*Task description*
For each line below, print it again exactly as shown.

┌─ Supplied records

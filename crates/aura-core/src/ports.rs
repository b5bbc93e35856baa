//! Port traits — the hexagonal architecture boundary.
//!
//! These traits are defined here in `aura-core` (pure Rust).
//! Implementations live in `aura-platform` (browser adapters).
//! The core never imports platform code; it only depends on these traits.

use async_trait::async_trait;
use serde::{Deserialize, Serialize};
use aura_types::{
    Result,
    dataset::{DatasetContext, DatasetUpload},
    plan::{AgentExecutionRecord, OrchestrationPlan},
};

// ─── Gateway Port ────────────────────────────────────────────

/// Answer to a session request. The id may be absent, in which
/// case the caller synthesizes one.
#[derive(Debug, Clone, Default)]
pub struct SessionGrant {
    pub session_id: Option<String>,
}

/// One turn's query
#[derive(Debug, Clone, PartialEq)]
pub struct QueryRequest {
    pub text: String,
    pub session_id: String,
    pub user_id: String,
    pub dataset_id: Option<String>,
}

/// The single bulk response of a turn
#[derive(Debug, Clone)]
pub struct QueryResponse {
    pub request_id: Option<String>,
    pub plan: OrchestrationPlan,
    /// In the order the backend executed them
    pub agent_responses: Vec<AgentExecutionRecord>,
    pub success: bool,
    pub error: Option<String>,
}

#[derive(Debug, Clone, PartialEq, Serialize, Deserialize)]
pub struct HealthStatus {
    pub status: String,
    #[serde(default)]
    pub timestamp: Option<String>,
    #[serde(default)]
    pub service: Option<String>,
}

impl HealthStatus {
    pub fn is_healthy(&self) -> bool {
        self.status == "healthy"
    }
}

/// Remote orchestrator service. Transport failures and non-2xx
/// responses are returned as errors, never as `success = false` bodies.
#[async_trait(?Send)]
pub trait GatewayPort {
    async fn create_session(&self, user_id: &str) -> Result<SessionGrant>;

    async fn send_query(&self, req: QueryRequest) -> Result<QueryResponse>;

    async fn upload_dataset(&self, upload: DatasetUpload) -> Result<DatasetContext>;

    /// Human-in-the-loop order confirmation
    async fn approve_order(&self, order_id: &str, session_id: &str) -> Result<bool>;

    async fn check_health(&self) -> Result<HealthStatus>;
}

// ─── Clock Port ──────────────────────────────────────────────

/// Suspension source for the staged reveal. Browser builds use real
/// timers; tests use a virtual clock that returns immediately.
#[async_trait(?Send)]
pub trait ClockPort {
    async fn sleep(&self, ms: u64);
}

└─

*Expected answer*
filename crates/aura-core/src/ports.rs
repository b5bbc93e35856baa
//! Port traits — the hexagonal architecture boundary.
//!
//! These traits are defined here in `aura-core` (pure Rust).
//! Implementations live in `aura-platform` (browser adapters).
//! The core never imports platform code; it only depends on these traits.

use async_trait::async_trait;
use serde::{Deserialize, Serialize};
use aura_types::{
    Result,
    dataset::{DatasetContext, DatasetUpload},
    plan::{AgentExecutionRecord, OrchestrationPlan},
};

// ─── Gateway Port ────────────────────────────────────────────

/// Answer to a session request. The id may be absent, in which
/// case the caller synthesizes one.
#[derive(Debug, Clone, Default)]
pub struct SessionGrant {
    pub session_id: Option<String>,
}

/// One turn's query
#[derive(Debug, Clone, PartialEq)]
pub struct QueryRequest {
    pub text: String,
    pub session_id: String,
    pub user_id: String,
    pub dataset_id: Option<String>,
}

/// The single bulk response of a turn
#[derive(Debug, Clone)]
pub struct QueryResponse {
    pub request_id: Option<String>,
    pub plan: OrchestrationPlan,
    /// In the order the backend executed them
    pub agent_responses: Vec<AgentExecutionRecord>,
    pub success: bool,
    pub error: Option<String>,
}

#[derive(Debug, Clone, PartialEq, Serialize, Deserialize)]
pub struct HealthStatus {
    pub status: String,
    #[serde(default)]
    pub timestamp: Option<String>,
    #[serde(default)]
    pub service: Option<String>,
}

impl HealthStatus {
    pub fn is_healthy(&self) -> bool {
        self.status == "healthy"
    }
}

/// Remote orchestrator service. Transport failures and non-2xx
/// responses are returned as errors, never as `success = false` bodies.
#[async_trait(?Send)]
pub trait GatewayPort {
    async fn create_session(&self, user_id: &str) -> Result<SessionGrant>;

    async fn send_query(&self, req: QueryRequest) -> Result<QueryResponse>;

    async fn upload_dataset(&self, upload: DatasetUpload) -> Result<DatasetContext>;

    /// Human-in-the-loop order confirmation
    async fn approve_order(&self, order_id: &str, session_id: &str) -> Result<bool>;

    async fn check_health(&self) -> Result<HealthStatus>;
}

// ─── Clock Port ──────────────────────────────────────────────

/// Suspension source for the staged reveal. Browser builds use real
/// timers; tests use a virtual clock that returns immediately.
#[async_trait(?Send)]
pub trait ClockPort {
    async fn sleep(&self, ms: u64);
}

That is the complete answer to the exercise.